CBO adds a fresh warning about Social Security

Social Security may be a third rail, but it's time for the politicians to step right on it.

In silent movie sawmill rescue scenes, somehow the steadily moving sawbed never quite makes it far enough. The hapless victim is always saved in the nick of time. This came to mind in when reading new Congressional Budget Office predictions for Social Security. It came out just before Christmas.

Everyone knows the fiscal sawmill blade is spinning. Regardless of the mythology surrounding Social Security, it is a pay-as-you-go system. At $905 billion in fiscal 2016, it’s about half again larger than what the nation spends on defense. CBO points out that since 2010, Social Security outlays have exceeded payroll takes and the funny money — Treasury interest payments paid on Social Security Administration bonds.

Tossing all of its economic predictions and expected benefits payments into its big fiscal sausage maker, CBO finds the disability payments trust funds will run out in 2022. Regular old-age insurance trust funds will hold out until 2030.
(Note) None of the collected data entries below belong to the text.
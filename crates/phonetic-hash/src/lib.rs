//! Numeric state hashing for the phonetic word generator.
//!
//! This crate turns arbitrary text into the unsigned integer "numeric state"
//! that carries all pseudo-randomness through a generation run, and provides
//! the cheap derivative used for branching decisions.
//!
//! # Architecture
//!
//! - [`digest`] -- The injected 128-bit digest primitive and its MD5 default
//! - [`numeric`] -- Salted digest to numeric state conversion
//! - [`derivative`](mod@derivative) -- Base-7 remainder accumulation over the numeric state

pub mod derivative;
pub mod digest;
pub mod numeric;

pub use derivative::derivative;
pub use digest::{Digest128, Md5Digest};
pub use numeric::{Numeric, NumericHasher};

/// Number of bytes a digest primitive must return.
pub const DIGEST_LEN: usize = 16;

/// Error type for numeric hashing.
#[derive(Debug, Clone, PartialEq, Eq, thiserror::Error)]
pub enum HashError {
    /// The injected digest primitive broke its contract. The output is
    /// neither truncated nor padded, since either would silently change
    /// every word generated from it.
    #[error("digest primitive returned {actual} bytes, expected {expected}")]
    DigestLength { expected: usize, actual: usize },
}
If nothing changes, that is.

For Congress the options are the same as they’ve always been. It can:

  • Cut or reduce future growth of benefits
  • Raise payroll taxes in any of several ways
  • Revolutionize Social Security in some way with better private investment options, means testing for receiving benefits, trimming back to just retirement, or Lord knows what.
  • Do nothing and simply keep piling on national debt.

In its somnambulant state over Social Security for the past 16 years, Congress has taken the fourth option. The last time a president and Congress got together to do something about it was in 1983. Whether that was such a great deal you might say remains debatable. It taxed benefits for some, which is really the money going in circles. That “some” has included a steadily increasing percentage of beneficiaries. It pushed the tax increases into the future. Whatever its benefits, the 1983 reform is moot now because — if you trust the CBO projections — there’s nothing but swelling deficits in the future.
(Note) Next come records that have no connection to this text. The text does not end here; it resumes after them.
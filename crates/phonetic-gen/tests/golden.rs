//! Golden-vector tests: exact output strings for a fixed battery of
//! (seed, options) pairs.
//!
//! The vectors live in `tests/golden/vectors.json`. Each entry holds the
//! options document, the raw word before post-processing and the finished
//! word. Output depends on the exact digest byte layout and on the order of
//! state updates, so any drift here means generated identifiers changed.
//!
//! Run: cargo test -p phonetic-gen --test golden

use std::path::PathBuf;

use phonetic_gen::tables::table;
use phonetic_gen::{Generator, Options};
use serde::Deserialize;

// ---------------------------------------------------------------------------
// Golden file loading
// ---------------------------------------------------------------------------

#[derive(Debug, Deserialize)]
struct GoldenFile {
    vectors: Vec<GoldenVector>,
}

#[derive(Debug, Deserialize)]
struct GoldenVector {
    options: Options,
    raw: String,
    word: String,
}

fn load_golden() -> GoldenFile {
    let path = PathBuf::from(env!("CARGO_MANIFEST_DIR")).join("tests/golden/vectors.json");
    let contents = std::fs::read_to_string(&path)
        .unwrap_or_else(|e| panic!("failed to read golden file {}: {}", path.display(), e));
    serde_json::from_str(&contents)
        .unwrap_or_else(|e| panic!("failed to parse golden file {}: {}", path.display(), e))
}

// ---------------------------------------------------------------------------
// Tests
// ---------------------------------------------------------------------------

#[test]
fn golden_file_is_seeded() {
    let golden = load_golden();
    assert!(!golden.vectors.is_empty());
    for vector in &golden.vectors {
        assert!(
            vector.options.seed.is_some(),
            "golden vector without a seed: {:?}",
            vector.options
        );
    }
}

#[test]
fn words_match_golden() {
    let generator = Generator::new();
    let mut mismatches = Vec::new();

    for vector in load_golden().vectors {
        let word = generator
            .generate(&vector.options)
            .unwrap_or_else(|e| panic!("generation failed for {:?}: {}", vector.options, e));
        if word != vector.word {
            mismatches.push(format!(
                "{:?}: expected {:?}, got {:?}",
                vector.options, vector.word, word
            ));
        }
    }

    assert!(
        mismatches.is_empty(),
        "{} golden mismatches:\n{}",
        mismatches.len(),
        mismatches.join("\n")
    );
}

#[test]
fn raw_words_match_golden() {
    let generator = Generator::new();

    for vector in load_golden().vectors {
        let traced = generator.trace(&vector.options).unwrap();
        assert_eq!(traced.raw, vector.raw, "raw word for {:?}", vector.options);

        // The raw word is fully explained by table entries.
        let joined: String = traced.fragments.iter().map(|f| f.text).collect();
        assert_eq!(joined, traced.raw);
        for fragment in &traced.fragments {
            assert_eq!(table(fragment.slot).get(fragment.index), Some(fragment.text));
        }
    }
}

#[test]
fn golden_words_via_json_documents() {
    let generator = Generator::new();

    for vector in load_golden().vectors {
        let document = serde_json::to_string(&vector.options).unwrap();
        assert_eq!(generator.generate_json(&document).unwrap(), vector.word);
    }
}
I hope President-elect Donald Trump and the 115th Congress will do something fresh. Most current and all future federal employees will rely on Social Security for part of this retirement income, as will just about everyone else. Enough commission and think tank reports and ideas already exist to fill the shelf space of the Encyclopedia Britannica (if they still even print it).
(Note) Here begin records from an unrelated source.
//! Deterministic, seedable generator of pronounceable nonsense words.
//!
//! The same seed and options always produce the same word, which makes the
//! output usable as a stable, human-friendly identifier.
//!
//! ```
//! use phonetic_gen::Options;
//!
//! let word = phonetic_gen::generate(&Options::new().with_seed("Tom")).unwrap();
//! assert_eq!(word, "Hayoosam");
//! ```
//!
//! # Architecture
//!
//! - [`tables`] -- PRE / MID / POST fragment tables with their simple boundaries
//! - [`syllable`] -- Fragment selection and the syllable state machine
//! - [`postprocess`] -- Ordered replacement rules and capitalization
//! - [`entropy`] -- Secure random seed generation when no seed is supplied
//! - [`generator`] -- The [`Generator`] handle and the [`generate`] entry point

pub mod entropy;
pub mod generator;
pub mod postprocess;
pub mod syllable;
pub mod tables;

pub use generator::{GeneratedWord, Generator, generate};
pub use phonetic_core::options::Options;

use phonetic_core::OptionsError;
use phonetic_hash::HashError;

use crate::entropy::EntropyError;

/// Error type for word generation.
#[derive(Debug, thiserror::Error)]
pub enum GenerateError {
    /// The digest primitive violated its contract.
    #[error("numeric hashing failed: {0}")]
    Hash(#[from] HashError),

    /// No seed was supplied and none could be drawn.
    #[error("could not draw a random seed: {0}")]
    Entropy(#[from] EntropyError),

    /// The options document could not be parsed.
    #[error("invalid options: {0}")]
    Options(#[from] OptionsError),
}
As an aside, the Social Security Administration’s inspector general found rising wait times for people visiting SSA offices. This is a reminder that as a “retail” agency that interacts directly with Americans, Social Security needs ongoing care, attention and adequate budgeting as an administrative matter. As those millions of us boomers join the ranks of beneficiaries if we choose to, let’s hope the answer to rising Social Security outlays won’t be gutting the agency operationally.

No one wants runaway taxes. No one wants runaway deficits. No one wants retirees to starve in their third-story catwalk condos in aging Florida developments. The stupid and tiresome description of Social Security as a political “third rail” may apply, but it doesn’t absolve the pols from taking it on.